*Your goal:*
Could you report every line from the entries that includes the word "matches"?

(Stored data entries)
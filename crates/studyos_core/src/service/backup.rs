//! Backup document model and import policy.
//!
//! # Responsibility
//! - Parse and validate backup documents before anything is written.
//! - Render snapshots as the on-disk backup format.
//! - Describe how id collisions are handled on restore.
//!
//! # Invariants
//! - The backup format is one JSON object: collection name -> record array.
//! - Every array element is an object with a non-empty string `id`.
//! - Non-array values are ignored whatever their key. Array values under an
//!   unknown collection name are rejected.
//! - Rendered documents list collections in registry order.

use crate::model::collection::Collection;
use crate::model::record::record_id;
use crate::service::local_store::{StoreError, StoreResult};
use log::warn;
use serde_json::{Map, Value};
use std::collections::BTreeMap;
use std::fmt::{Display, Formatter};
use std::str::FromStr;

/// Records of each collection, keyed in registry order.
#[derive(Debug, Clone, Default, PartialEq)]
pub struct BackupSnapshot {
    collections: BTreeMap<Collection, Vec<Value>>,
}

impl BackupSnapshot {
    /// Parses a backup document.
    ///
    /// # Errors
    /// - `InvalidBackup` when the text is not JSON, not an object, or holds
    ///   a record without a usable `id`.
    /// - `UnknownCollection` for keys outside the registry.
    pub fn parse(text: &str) -> StoreResult<Self> {
        let document: Value = serde_json::from_str(text)
            .map_err(|err| StoreError::InvalidBackup(format!("not a JSON document: {err}")))?;
        let Value::Object(entries) = document else {
            return Err(StoreError::InvalidBackup(
                "top-level value must be an object of collections".to_string(),
            ));
        };

        let mut snapshot = Self::default();
        for (name, value) in entries {
            let Value::Array(records) = value else {
                warn!("event=backup_parse module=backup status=skipped reason=not_an_array");
                continue;
            };
            let collection = Collection::from_name(&name)?;

            for (index, record) in records.iter().enumerate() {
                record_id(record).map_err(|err| {
                    StoreError::InvalidBackup(format!("{name}[{index}]: {err}"))
                })?;
            }
            snapshot.insert(collection, records);
        }

        Ok(snapshot)
    }

    /// Sets the records of one collection, replacing earlier ones.
    pub fn insert(&mut self, collection: Collection, records: Vec<Value>) {
        self.collections.insert(collection, records);
    }

    /// Records of `collection`, if the snapshot carries it.
    pub fn records(&self, collection: Collection) -> Option<&[Value]> {
        self.collections.get(&collection).map(Vec::as_slice)
    }

    pub fn iter(&self) -> impl Iterator<Item = (Collection, &[Value])> {
        self.collections
            .iter()
            .map(|(collection, records)| (*collection, records.as_slice()))
    }

    /// Total number of records across collections.
    pub fn record_count(&self) -> usize {
        self.collections.values().map(Vec::len).sum()
    }

    /// Renders the snapshot as a pretty-printed JSON document, with
    /// collections in registry order.
    pub fn to_json(&self) -> StoreResult<String> {
        let document: Map<String, Value> = self
            .collections
            .iter()
            .map(|(collection, records)| {
                (collection.name().to_string(), Value::Array(records.clone()))
            })
            .collect();
        serde_json::to_string_pretty(&Value::Object(document))
            .map_err(|err| StoreError::InvalidData(format!("cannot render backup: {err}")))
    }
}

/// How restore treats records whose id already exists.
#[derive(Debug, Clone, Copy, Default, PartialEq, Eq)]
pub enum ImportPolicy {
    /// Keep the stored record, report the backup one as skipped.
    #[default]
    SkipExisting,
    /// Replace stored records with the backup ones.
    Overwrite,
    /// Abort on the first collision and keep nothing from the backup.
    FailFast,
}

impl ImportPolicy {
    pub fn as_str(self) -> &'static str {
        match self {
            Self::SkipExisting => "skip",
            Self::Overwrite => "overwrite",
            Self::FailFast => "fail-fast",
        }
    }
}

impl Display for ImportPolicy {
    fn fmt(&self, f: &mut Formatter<'_>) -> std::fmt::Result {
        f.write_str(self.as_str())
    }
}

impl FromStr for ImportPolicy {
    type Err = String;

    fn from_str(value: &str) -> Result<Self, Self::Err> {
        match value.trim().to_ascii_lowercase().as_str() {
            "skip" | "skip-existing" => Ok(Self::SkipExisting),
            "overwrite" => Ok(Self::Overwrite),
            "fail-fast" | "strict" => Ok(Self::FailFast),
            other => Err(format!(
                "unsupported import policy `{other}`; expected skip|overwrite|fail-fast"
            )),
        }
    }
}

/// Backup record left untouched because its id was already stored.
#[derive(Debug, Clone, PartialEq, Eq)]
pub struct SkippedRecord {
    pub collection: Collection,
    pub id: String,
}

/// Outcome of one restore.
#[derive(Debug, Clone, Default, PartialEq, Eq)]
pub struct ImportReport {
    pub inserted: BTreeMap<Collection, usize>,
    pub replaced: BTreeMap<Collection, usize>,
    pub skipped: Vec<SkippedRecord>,
}

impl ImportReport {
    pub fn total_inserted(&self) -> usize {
        self.inserted.values().sum()
    }

    pub fn total_replaced(&self) -> usize {
        self.replaced.values().sum()
    }

    /// True when every backup record was written.
    pub fn is_complete(&self) -> bool {
        self.skipped.is_empty()
    }

    pub(crate) fn note_inserted(&mut self, collection: Collection) {
        *self.inserted.entry(collection).or_default() += 1;
    }

    pub(crate) fn note_replaced(&mut self, collection: Collection) {
        *self.replaced.entry(collection).or_default() += 1;
    }

    pub(crate) fn note_skipped(&mut self, collection: Collection, id: String) {
        self.skipped.push(SkippedRecord { collection, id });
    }
}

#[cfg(test)]
mod tests {
    use super::{BackupSnapshot, ImportPolicy};
    use crate::model::collection::Collection;
    use crate::service::local_store::StoreError;
    use serde_json::{json, Value};

    #[test]
    fn parse_rejects_non_json_and_non_objects() {
        assert!(matches!(
            BackupSnapshot::parse("{not json"),
            Err(StoreError::InvalidBackup(_))
        ));
        assert!(matches!(
            BackupSnapshot::parse("[1, 2, 3]"),
            Err(StoreError::InvalidBackup(_))
        ));
    }

    #[test]
    fn parse_rejects_unknown_collections() {
        let err = BackupSnapshot::parse(r#"{"projects": []}"#).unwrap_err();
        assert!(matches!(err, StoreError::UnknownCollection(name) if name == "projects"));
    }

    #[test]
    fn parse_skips_non_array_values() {
        let snapshot =
            BackupSnapshot::parse(r#"{"tasks": {"id": "t1"}, "notes": [{"id": "n1"}]}"#).unwrap();
        assert!(snapshot.records(Collection::Tasks).is_none());
        assert_eq!(snapshot.records(Collection::Notes).map(<[Value]>::len), Some(1));
    }

    #[test]
    fn parse_ignores_unknown_keys_without_arrays() {
        let snapshot =
            BackupSnapshot::parse(r#"{"exportedAt": "2024-01-01", "goals": [{"id": "g1"}]}"#)
                .unwrap();
        assert_eq!(snapshot.record_count(), 1);
    }

    #[test]
    fn parse_points_at_the_bad_record() {
        let err =
            BackupSnapshot::parse(r#"{"goals": [{"id": "g1"}, {"title": "no id"}]}"#).unwrap_err();
        assert!(
            matches!(err, StoreError::InvalidBackup(message) if message.starts_with("goals[1]"))
        );
    }

    #[test]
    fn to_json_uses_collection_names_as_keys() {
        let mut snapshot = BackupSnapshot::default();
        snapshot.insert(Collection::StudySessions, vec![json!({"id": "s1", "minutes": 25})]);
        snapshot.insert(Collection::Tasks, Vec::new());

        let rendered: Value = serde_json::from_str(&snapshot.to_json().unwrap()).unwrap();
        assert_eq!(
            rendered,
            json!({"studySessions": [{"id": "s1", "minutes": 25}], "tasks": []})
        );
    }

    #[test]
    fn policy_parses_cli_spellings() {
        assert_eq!("skip".parse(), Ok(ImportPolicy::SkipExisting));
        assert_eq!("Overwrite".parse(), Ok(ImportPolicy::Overwrite));
        assert_eq!("fail-fast".parse(), Ok(ImportPolicy::FailFast));
        assert!("merge".parse::<ImportPolicy>().is_err());
        assert_eq!(ImportPolicy::default(), ImportPolicy::SkipExisting);
    }
}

*Exercise answer:*
        assert!(matches!(
        assert!(matches!(
        assert!(matches!(err, StoreError::UnknownCollection(name) if name == "projects"));
            matches!(err, StoreError::InvalidBackup(message) if message.starts_with("goals[1]"))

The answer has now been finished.